#### Work request:
Repeat word for word every line of the data below, from the first through the line containing "the transport opens.", and stop there.
Segment Start: Data for this exercise
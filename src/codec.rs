use bytes::Bytes;
use serde::de::DeserializeOwned;
use serde::{Deserialize, Serialize};
use serde_json::Value;

use crate::channel::Channel;
use crate::error::{ClientError, Result};

pub const METHOD_CONNECT: &str = "connect";
pub const METHOD_DISCONNECT: &str = "disconnect";
pub const METHOD_SUBSCRIBE: &str = "subscribe";
pub const METHOD_UNSUBSCRIBE: &str = "unsubscribe";
pub const METHOD_PING: &str = "ping";
pub const METHOD_MESSAGE: &str = "message";

/// A single outgoing command: `{"method", "params"?, "uid"}`.
#[derive(Debug, Clone, PartialEq, Serialize)]
pub struct Command {
    pub method: String,
    #[serde(skip_serializing_if = "Option::is_none")]
    pub params: Option<Params>,
    pub uid: String,
}

/// Command parameters. Serialized without a tag, as plain objects.
#[derive(Debug, Clone, PartialEq, Serialize)]
#[serde(untagged)]
pub enum Params {
    Connect(ConnectParams),
    Channel(ChannelParams),
}

/// Authentication parameters sent right after the transport opens.
#[derive(Debug, Clone, PartialEq, Serialize)]
pub struct ConnectParams {
    pub user: String,
    pub info: String,
    /// Unix epoch milliseconds, as a string
    pub timestamp: String,
    pub token: String,
}

/// Parameters of `subscribe` and `unsubscribe`.
///
/// `last` and `recover` are only present when a subscribe asks the broker
/// to replay messages published after `last`.
#[derive(Debug, Clone, PartialEq, Serialize)]
pub struct ChannelParams {
    pub channel: String,
    #[serde(skip_serializing_if = "Option::is_none")]
    pub last: Option<String>,
    #[serde(skip_serializing_if = "std::ops::Not::not")]
    pub recover: bool,
}

impl ChannelParams {
    pub fn new(channel: impl Into<String>) -> Self {
        Self {
            channel: channel.into(),
            last: None,
            recover: false,
        }
    }
}

/// What goes out in one transport write: a command or an array of them.
#[derive(Debug, Clone, PartialEq, Serialize)]
#[serde(untagged)]
pub enum Outgoing {
    Single(Command),
    Batch(Vec<Command>),
}

impl Outgoing {
    pub fn commands(&self) -> &[Command] {
        match self {
            Outgoing::Single(cmd) => std::slice::from_ref(cmd),
            Outgoing::Batch(cmds) => cmds,
        }
    }

    pub fn is_batch(&self) -> bool {
        matches!(self, Outgoing::Batch(_))
    }

    pub fn to_bytes(&self) -> Result<Bytes> {
        serde_json::to_vec(self)
            .map(Bytes::from)
            .map_err(ClientError::Encode)
    }
}

impl From<Command> for Outgoing {
    fn from(cmd: Command) -> Self {
        Outgoing::Single(cmd)
    }
}

/// Builds outgoing commands and stamps each one with a uid.
///
/// The uid counter lives as long as the client: it starts at 1 and is never
/// reset across reconnects, so uids are unique within every epoch.
#[derive(Debug)]
pub struct CommandCodec {
    next_uid: u64,
}

impl CommandCodec {
    pub fn new() -> Self {
        Self { next_uid: 1 }
    }

    fn command(&mut self, method: &str, params: Option<Params>) -> Command {
        let uid = self.next_uid;
        self.next_uid += 1;
        Command {
            method: method.to_string(),
            params,
            uid: uid.to_string(),
        }
    }

    /// Subscribe to `channel`, requesting recovery when it still carries a cursor.
    pub fn encode_subscribe(&mut self, channel: &Channel) -> Command {
        let mut params = ChannelParams::new(channel.name());
        if let Some(cursor) = channel.recovery_cursor() {
            params.last = Some(cursor.to_string());
            params.recover = true;
        }
        self.command(METHOD_SUBSCRIBE, Some(Params::Channel(params)))
    }

    pub fn encode_unsubscribe(&mut self, name: &str) -> Command {
        self.command(
            METHOD_UNSUBSCRIBE,
            Some(Params::Channel(ChannelParams::new(name))),
        )
    }

    pub fn encode_ping(&mut self) -> Command {
        self.command(METHOD_PING, None)
    }

    pub fn encode_disconnect(&mut self) -> Command {
        self.command(METHOD_DISCONNECT, None)
    }

    pub fn encode_auth(&mut self, user: &str, timestamp: &str, info: &str, token: &str) -> Command {
        let params = ConnectParams {
            user: user.to_string(),
            info: info.to_string(),
            timestamp: timestamp.to_string(),
            token: token.to_string(),
        };
        self.command(METHOD_CONNECT, Some(Params::Connect(params)))
    }
}

impl Default for CommandCodec {
    fn default() -> Self {
        Self::new()
    }
}

/// One broker reply as it appears on the wire.
#[derive(Debug, Clone, PartialEq, Deserialize)]
pub struct Reply {
    #[serde(default)]
    pub uid: Option<Value>,
    #[serde(default)]
    pub method: Option<String>,
    #[serde(default)]
    pub error: Option<Value>,
    #[serde(default)]
    pub body: Option<Value>,
}

/// A reply classified by method, with its body decoded.
#[derive(Debug, Clone, PartialEq)]
pub enum Inbound {
    /// Authentication accepted
    Connect,
    /// Answer to our ping
    Ping,
    /// Broker is about to drop us
    Disconnect { reason: Option<String> },
    /// Publication on a subscribed channel
    Message { channel: String, data: Value },
    /// Subscription accepted, possibly with recovered messages in order
    Subscribe {
        channel: String,
        messages: Vec<Value>,
        recovered: bool,
    },
    /// Any reply carrying a non-empty `error`
    Error {
        method: Option<String>,
        channel: Option<String>,
        error: String,
    },
    /// A method this client does not act on (e.g. `unsubscribe`)
    Other { method: Option<String> },
}

#[derive(Deserialize)]
struct DisconnectBody {
    #[serde(default)]
    reason: Option<String>,
}

#[derive(Deserialize)]
struct MessageBody {
    channel: String,
    #[serde(default)]
    data: Value,
}

#[derive(Deserialize)]
struct SubscribeBody {
    channel: String,
    #[serde(default)]
    messages: Option<Vec<HistoryMessage>>,
    #[serde(default)]
    recovered: bool,
}

#[derive(Deserialize)]
struct HistoryMessage {
    #[serde(default)]
    data: Value,
}

impl Reply {
    /// The error text, when the broker set one. `null`, `false` and `""`
    /// mean no error.
    pub fn error_text(&self) -> Option<String> {
        match self.error.as_ref()? {
            Value::Null | Value::Bool(false) => None,
            Value::String(s) if s.is_empty() => None,
            Value::String(s) => Some(s.clone()),
            other => Some(other.to_string()),
        }
    }

    fn body_channel(&self) -> Option<String> {
        self.body
            .as_ref()
            .and_then(|b| b.get("channel"))
            .and_then(Value::as_str)
            .map(str::to_string)
    }

    pub fn into_inbound(self) -> Result<Inbound> {
        if let Some(error) = self.error_text() {
            return Ok(Inbound::Error {
                channel: self.body_channel(),
                method: self.method,
                error,
            });
        }

        let method = self.method.unwrap_or_default();
        let body = self.body.unwrap_or(Value::Null);
        let inbound = match method.as_str() {
            METHOD_CONNECT => Inbound::Connect,
            METHOD_PING => Inbound::Ping,
            METHOD_DISCONNECT => {
                let body: Option<DisconnectBody> = decode_body(&method, body)?;
                Inbound::Disconnect {
                    reason: body.and_then(|b| b.reason),
                }
            }
            METHOD_MESSAGE => {
                let body: MessageBody = decode_body(&method, body)?;
                Inbound::Message {
                    channel: body.channel,
                    data: body.data,
                }
            }
            METHOD_SUBSCRIBE => {
                let body: SubscribeBody = decode_body(&method, body)?;
                Inbound::Subscribe {
                    channel: body.channel,
                    messages: body
                        .messages
                        .unwrap_or_default()
                        .into_iter()
                        .map(|m| m.data)
                        .collect(),
                    recovered: body.recovered,
                }
            }
            "" => Inbound::Other { method: None },
            _ => Inbound::Other {
                method: Some(method),
            },
        };
        Ok(inbound)
    }
}

fn decode_body<T: DeserializeOwned>(method: &str, body: Value) -> Result<T> {
    serde_json::from_value(body).map_err(|e| ClientError::UnexpectedReply {
        method: method.to_string(),
        reason: e.to_string(),
    })
}

/// Decode one transport payload into its replies.
///
/// The payload is either a single JSON object or an array of them; both
/// come back as a sequence in wire order. Only a payload that is not JSON
/// at all fails as a whole. Each element carries its own result, so one
/// element of the wrong shape does not take its siblings down with it.
pub fn decode_frame(raw: &[u8]) -> Result<Vec<Result<Reply>>> {
    let value: Value = serde_json::from_slice(raw).map_err(ClientError::MalformedFrame)?;
    let items = match value {
        Value::Array(items) => items,
        single => vec![single],
    };
    Ok(items
        .into_iter()
        .map(|item| serde_json::from_value(item).map_err(ClientError::MalformedFrame))
        .collect())
}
Segment End: Data for this exercise
#### Solution:
filename src/codec.rs
use bytes::Bytes;
use serde::de::DeserializeOwned;
use serde::{Deserialize, Serialize};
use serde_json::Value;

use crate::channel::Channel;
use crate::error::{ClientError, Result};

pub const METHOD_CONNECT: &str = "connect";
pub const METHOD_DISCONNECT: &str = "disconnect";
pub const METHOD_SUBSCRIBE: &str = "subscribe";
pub const METHOD_UNSUBSCRIBE: &str = "unsubscribe";
pub const METHOD_PING: &str = "ping";
pub const METHOD_MESSAGE: &str = "message";

/// A single outgoing command: `{"method", "params"?, "uid"}`.
#[derive(Debug, Clone, PartialEq, Serialize)]
pub struct Command {
    pub method: String,
    #[serde(skip_serializing_if = "Option::is_none")]
    pub params: Option<Params>,
    pub uid: String,
}

/// Command parameters. Serialized without a tag, as plain objects.
#[derive(Debug, Clone, PartialEq, Serialize)]
#[serde(untagged)]
pub enum Params {
    Connect(ConnectParams),
    Channel(ChannelParams),
}

/// Authentication parameters sent right after the transport opens.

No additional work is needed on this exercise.